Wildfires as Emerging Dominant Arctic and Subarctic Extremes

Abstract

For the last three summers in Canada (2023–2025), and episodically in Siberia over the previous decade and a half, severe consequences from wildfires represent major ecological and societal impacts: the displacement of inhabitants; destruction of buildings, timber and infrastructure; and far-field air pollution. Wildfire occurrence is increasingly supported every summer by persistent surface warming and widespread atmospheric moisture deficits. The two recent major Canadian fire years in 2023 and 2025 show some contrasts: 2023 was dominated by an early June event with preconditioning, whereas 2025 saw repeated single events spanning June to early August, culminating in a significant late-summer event. Events in both years were associated with North Pacific–North American atmospheric blocking regimes. Over the longer term, 2003–2025, normalized June–September wildfire fraction anomalies in the Canadian sector (45–60° N, 150–60° W) show the post-2023 period as having new, clear, record-breaking fire intensities, highlighting wildfires as emerging dominant Arctic–subarctic extremes. Siberia shows an increase after 2010. Although multiple environmental Arctic–subarctic extremes are ongoing—such as sea-ice loss, storms, and glacial ice loss—the impacts from wildfires represent preeminent, growing societal consequences.

1. Introduction

Extremes are increasingly recognized as a primary measure of Arctic change [1,2]. New extremes are documented by multiple indicators recorded as being beyond previous records. Reports on the ground are an important source of information; records from the Local Environmental Observer (LEO) Network [3] represent a solicited group of observations from local residents, news articles, and topic experts. Temperature extremes, changes in snow and sea ice, shifts in seasonality, permafrost changes, and wildfires are frequently reported. A second data source is a collection undertaken by meteorological services connected to the Arctic [4] (updated). Heatwaves and wildfires, precipitation, and cyclones are reported. Change is not simply binary based on increasing temperature; Arctic temperature change triggers further multiple environmental and societal impacts: wildfires, the melt and drying of permafrost, species migration and ecosystem reorganizations, and increased storm intensity—a polycrisis.

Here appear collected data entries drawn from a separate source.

//! Structured logging setup for the harness and its tools.
//!
//! Every crate logs through `tracing`; binaries call [`init_logging`] once.
//! `RUST_LOG` takes precedence over the configured level.

use crate::error::CoreError;
use std::str::FromStr;
use tracing::level_filters::LevelFilter;
use tracing::Level;
use tracing_subscriber::fmt::format::FmtSpan;
use tracing_subscriber::prelude::*;
use tracing_subscriber::{fmt, EnvFilter};

/// Verbosity threshold.
#[derive(Debug, Clone, Copy, PartialEq, Eq, PartialOrd, Ord)]
pub enum LogLevel {
    /// Everything, including per-op execution.
    Trace,
    /// Per-case progress.
    Debug,
    /// Suite summaries.
    Info,
    /// Failures and skipped work.
    Warn,
    /// Errors only.
    Error,
}

impl LogLevel {
    /// Level for a count of `-v` flags: none is warn, one info, two debug, more trace.
    pub fn from_verbosity(count: u8) -> Self {
        [LogLevel::Warn, LogLevel::Info, LogLevel::Debug]
            .get(usize::from(count))
            .copied()
            .unwrap_or(LogLevel::Trace)
    }

    fn directive(self) -> Level {
        match self {
            LogLevel::Trace => Level::TRACE,
            LogLevel::Debug => Level::DEBUG,
            LogLevel::Info => Level::INFO,
            LogLevel::Warn => Level::WARN,
            LogLevel::Error => Level::ERROR,
        }
    }
}

impl FromStr for LogLevel {
    type Err = CoreError;

    fn from_str(s: &str) -> Result<Self, Self::Err> {
        match s.to_ascii_lowercase().as_str() {
            "trace" => Ok(LogLevel::Trace),
            "debug" => Ok(LogLevel::Debug),
            "info" => Ok(LogLevel::Info),
            "warn" | "warning" => Ok(LogLevel::Warn),
            "error" => Ok(LogLevel::Error),
            other => Err(CoreError::InvalidConfig(format!("unknown log level '{other}'"))),
        }
    }
}

/// How the global subscriber is built.
#[derive(Debug, Clone, Copy, PartialEq, Eq)]
pub struct LoggingConfig {
    /// Threshold used when `RUST_LOG` is unset.
    pub level: LogLevel,
    /// One JSON object per event instead of human-readable lines.
    pub json: bool,
    /// Emit an event with elapsed time when each span closes.
    pub span_timings: bool,
}

impl Default for LoggingConfig {
    fn default() -> Self {
        Self {
            level: LogLevel::Info,
            json: false,
            span_timings: false,
        }
    }
}

impl LoggingConfig {
    /// Info level, plain text, no span timings.
    pub fn new() -> Self {
        Self::default()
    }

    /// Set the default threshold.
    pub fn with_level(self, level: LogLevel) -> Self {
        Self { level, ..self }
    }

    /// Switch to JSON output.
    pub fn with_json_format(self, json: bool) -> Self {
        Self { json, ..self }
    }

    /// Log span close events with timings.
    pub fn with_span_timings(self, span_timings: bool) -> Self {
        Self {
            span_timings,
            ..self
        }
    }

    fn filter(&self) -> EnvFilter {
        EnvFilter::builder()
            .with_default_directive(LevelFilter::from(self.level.directive()).into())
            .from_env_lossy()
    }
}

/// Install the global subscriber, writing to stderr.
///
/// Returns `false` when a subscriber is already installed, as happens when
/// several tests in one process ask for logging.
///
/// ```no_run
/// use opcheck_core::logging::{init_logging, LogLevel, LoggingConfig};
///
/// init_logging(LoggingConfig::new().with_level(LogLevel::Debug));
/// ```
pub fn init_logging(config: LoggingConfig) -> bool {
    let spans = if config.span_timings {
        FmtSpan::CLOSE
    } else {
        FmtSpan::NONE
    };
    let json = config.json.then(|| {
        fmt::layer()
            .json()
            .with_current_span(true)
            .with_span_events(spans.clone())
            .with_writer(std::io::stderr)
    });
    let plain = (!config.json).then(|| {
        fmt::layer()
            .with_target(false)
            .with_span_events(spans.clone())
            .with_writer(std::io::stderr)
    });

    tracing_subscriber::registry()
        .with(config.filter())
        .with(json)
        .with(plain)
        .try_init()
        .is_ok()
}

The extended Arctic is particularly vulnerable to wildfire increases as it is a region of boreal forests, extensive peat substrates, and temperatures rising faster than other parts of the planet [5,6]. Western Canada was impacted by major wildfires during the summers of 2023–2025 and Siberia has been impacted episodically since 2010. Wildfires have always been part of the natural cycle. In recent decades, however, their scale, frequency, and intensity have surged. Research from the World Resources Institute (https://doi.org/10.46830/wrirpt.23.00006) shows that fires now destroy more than twice as much tree cover as they did two decades ago. As fires worsen, so do their impacts. As forest fires burn larger areas, they affect more people and impact the global economy. They destroy homes and infrastructure, pollute drinking water and cause billions of dollars in property damage. Dangerous wildfire smoke, extending over large areas, is estimated to cause over 1.5 million deaths each year.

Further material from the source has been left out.